I was born the year after the Soviet Union dissolved; my sister was born the year before the Twin Towers fell. In between, my brother was born. The US of A was on top of the world. I imagine my parents must have felt the future was wide open for their children.

Not so much, these days. The future looks a lot more like a series of closed doors. Closed house doors, closed office doors, closed hospital doors, and the only thing the US of A is on top of is the number of coronavirus cases.

When I got sober two years and two months ago, I did it because I knew if I kept drinking, I wouldn’t have much of a future at all.

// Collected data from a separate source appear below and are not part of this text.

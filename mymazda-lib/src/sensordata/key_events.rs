use rand::Rng;

/// Minimum time since collection start before any key event is emitted
pub const KEY_EVENT_MIN_ELAPSED_MS: i64 = 10_000;

#[derive(Debug, Clone, PartialEq, Eq)]
pub struct KeyEvent {
    /// Delay since the previous key event in milliseconds
    pub time: u32,
    /// Character code sum of the focused field's id, shared by all events of a run
    pub id_char_code_sum: u32,
    pub longer_than_before: bool,
}

impl KeyEvent {
    fn write_to(&self, out: &mut String) {
        out.push_str(&format!("2,{},{}", self.time, self.id_char_code_sum));
        if self.longer_than_before {
            out.push_str(",1");
        }
        out.push(';');
    }
}

#[derive(Debug, Clone, Default)]
pub struct KeyEventList {
    pub events: Vec<KeyEvent>,
}

impl KeyEventList {
    /// Regenerate the list. With probability `1 / odds`, and only once at
    /// least [`KEY_EVENT_MIN_ELAPSED_MS`] have passed, emits 2-4 keystrokes.
    pub fn randomize<R: Rng + ?Sized>(&mut self, rng: &mut R, elapsed_ms: i64, odds: u32) {
        self.events.clear();

        if rng.gen_range(0..odds.max(1)) > 0 {
            return;
        }
        if elapsed_ms < KEY_EVENT_MIN_ELAPSED_MS {
            return;
        }

        let event_count = rng.gen_range(2..5);
        let id_char_code_sum = rng.gen_range(517..519);
        for i in 0..event_count {
            let time = if i == 0 {
                rng.gen_range(5000..8000)
            } else {
                rng.gen_range(10..50)
            };
            self.events.push(KeyEvent {
                time,
                id_char_code_sum,
                longer_than_before: rng.gen_bool(0.5),
            });
        }
    }

    pub fn len(&self) -> usize {
        self.events.len()
    }

    pub fn is_empty(&self) -> bool {
        self.events.is_empty()
    }

    /// Σ(code sum + time + 2) over all events
    pub fn sum(&self) -> i64 {
        self.events
            .iter()
            .map(|e| e.id_char_code_sum as i64 + e.time as i64 + 2)
            .sum()
    }
}

impl std::fmt::Display for KeyEventList {
    fn fmt(&self, f: &mut std::fmt::Formatter<'_>) -> std::fmt::Result {
        let mut out = String::new();
        for event in &self.events {
            event.write_to(&mut out);
        }
        f.write_str(&out)
    }
}

#[cfg(test)]
mod tests {
    use super::*;

    #[test]
    fn test_event_format() {
        let list = KeyEventList {
            events: vec![
                KeyEvent {
                    time: 6000,
                    id_char_code_sum: 517,
                    longer_than_before: true,
                },
                KeyEvent {
                    time: 20,
                    id_char_code_sum: 517,
                    longer_than_before: false,
                },
            ],
        };
        assert_eq!(list.to_string(), "2,6000,517,1;2,20,517;");
        assert_eq!(list.sum(), (517 + 6000 + 2) + (517 + 20 + 2));
    }

    #[test]
    fn test_gate_respects_elapsed_time() {
        let mut rng = rand::thread_rng();
        let mut list = KeyEventList::default();

        for _ in 0..50 {
            list.randomize(&mut rng, 9_999, 1);
            assert!(list.is_empty(), "No key events before 10 s");
        }

        for _ in 0..50 {
            list.randomize(&mut rng, 10_000, 1);
            assert!((2..=4).contains(&list.len()), "2-4 key events once the gate fires");
            let code = list.events[0].id_char_code_sum;
            assert!(list.events.iter().all(|e| e.id_char_code_sum == code));
            assert!((5000..8000).contains(&list.events[0].time));
            assert!(list.events[1..].iter().all(|e| (10..50).contains(&e.time)));
        }
    }

    #[test]
    fn test_randomize_replaces_previous_events() {
        let mut rng = rand::thread_rng();
        let mut list = KeyEventList::default();
        list.randomize(&mut rng, 60_000, 1);
        assert!(!list.is_empty());
        list.randomize(&mut rng, 0, 1);
        assert!(list.is_empty());
    }
}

But two years and two months ago I had a partner and a job and the economy was fine and there wasn’t a massive global pandemic. Now it seems like the future might be closed doors with nothing much behind them anyway.

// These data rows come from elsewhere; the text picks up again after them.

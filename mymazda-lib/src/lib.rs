pub mod cipher;
pub mod config;
pub mod connection;
pub mod constants;
pub mod controller;
pub mod error;
pub mod keys;
pub mod sensordata;
pub mod session;
pub mod transport;

pub use config::{ClientConfig, Credentials, Region};
pub use connection::{ApiRequest, Connection};
pub use controller::Controller;
pub use error::{ErrorKind, MazdaError};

I admit this particular bout of malaise might have been brought on by something other than the constant steady drumbeat of climate change (Death Valley hit 130 degrees! Highest temperature ever recorded! My God, humans can’t live like that!) or coronavirus cases (much like our planet’s temperature, deaths keep going up, up, up). Two things, in fact. My ex-boyfriend finally did what he said he was going to do and he moved across the country to Colorado. Until now I could hold out a last little bit of hope that maybe he would see the light – that Maine has everything Colorado does, and at a better economy of scale to boot – but it was not to be. So now I have to go through the whole laborious process of “dating” all over again … except not for a while because, you know. Global pandemic, spreading virus, etc.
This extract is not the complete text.